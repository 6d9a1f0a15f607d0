//! Block-art overview of the data generation and DPO training stages.

pub const FILE_NAME: &str = "dpo_architecture_diagram.txt";

pub fn render() -> String {
    DIAGRAM.to_owned()
}

const DIAGRAM: &str = r#"
╔══════════════════════════════════════════════════════════════════════════╗
║                    DPO TRAINING PIPELINE ARCHITECTURE                    ║
╚══════════════════════════════════════════════════════════════════════════╝

┌─────────────────────────────────────────────────────────────────────────┐
│ STEP 1: Data Generation                                                 │
└─────────────────────────────────────────────────────────────────────────┘

   Seed Event (e.g., "Will Trump win 2024 election?")
         │
         ▼
   ┌─────────────────┐
   │ Tree Generation │  ← DeepSeek R1 generates probability tree
   └─────────────────┘
         │
         ▼
   40 scenario paths with cumulative probabilities
         │
         ▼
   ┌─────────────────┐
   │ LLM Classifier  │  ← Classify each path as YES/NO
   └─────────────────┘
         │
         ▼
   Compare predictions to actual outcomes (ground truth)
         │
         ├─── Correct prediction → CHOSEN ✓
         └─── Wrong prediction → REJECTED ❌

┌─────────────────────────────────────────────────────────────────────────┐
│ STEP 2: DPO Training (Reinforcement Learning)                           │
└─────────────────────────────────────────────────────────────────────────┘

   For each (prompt, chosen, rejected) pair:

   Loss = -log(σ(β * [log π_θ(chosen|prompt) - log π_ref(chosen|prompt)
                     - log π_θ(rejected|prompt) + log π_ref(rejected|prompt)]))

   Where:
   • π_θ = Policy model (being trained)
   • π_ref = Reference model (frozen)
   • β = Temperature parameter (controls strength)
   • σ = Sigmoid function

   Effect: Model learns to:
   ✓ Increase probability of correct predictions (chosen)
   ✗ Decrease probability of incorrect predictions (rejected)

┌─────────────────────────────────────────────────────────────────────────┐
│ STEP 3: Expected Improvements                                           │
└─────────────────────────────────────────────────────────────────────────┘

   BEFORE DPO (Baseline):           AFTER DPO (Expected):
   ┌────────────────────┐           ┌────────────────────┐
   │ Accuracy:    50%   │           │ Accuracy:    85%+  │
   │ Calibration: 0.25  │    ═══>   │ Calibration: 0.10  │
   │ Confidence: Random │           │ Confidence: Sharp  │
   └────────────────────┘           └────────────────────┘

╔══════════════════════════════════════════════════════════════════════════╗
║ KEY INSIGHT: DPO directly optimizes for human preferences without       ║
║ requiring a separate reward model (unlike RLHF)                         ║
╚══════════════════════════════════════════════════════════════════════════╝
"#;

-*-

YOUR OBJECTIVE = The listing above holds a line with "40 scenario paths" and a line with "Loss = -log(σ(β". Print the stretch from the first through the second, exactly and alone.

RESPONSE =
   40 scenario paths with cumulative probabilities
         │
         ▼
   ┌─────────────────┐
   │ LLM Classifier  │  ← Classify each path as YES/NO
   └─────────────────┘
         │
         ▼
   Compare predictions to actual outcomes (ground truth)
         │
         ├─── Correct prediction → CHOSEN ✓
         └─── Wrong prediction → REJECTED ❌

┌─────────────────────────────────────────────────────────────────────────┐
│ STEP 2: DPO Training (Reinforcement Learning)                           │
└─────────────────────────────────────────────────────────────────────────┘

   For each (prompt, chosen, rejected) pair:

   Loss = -log(σ(β * [log π_θ(chosen|prompt) - log π_ref(chosen|prompt)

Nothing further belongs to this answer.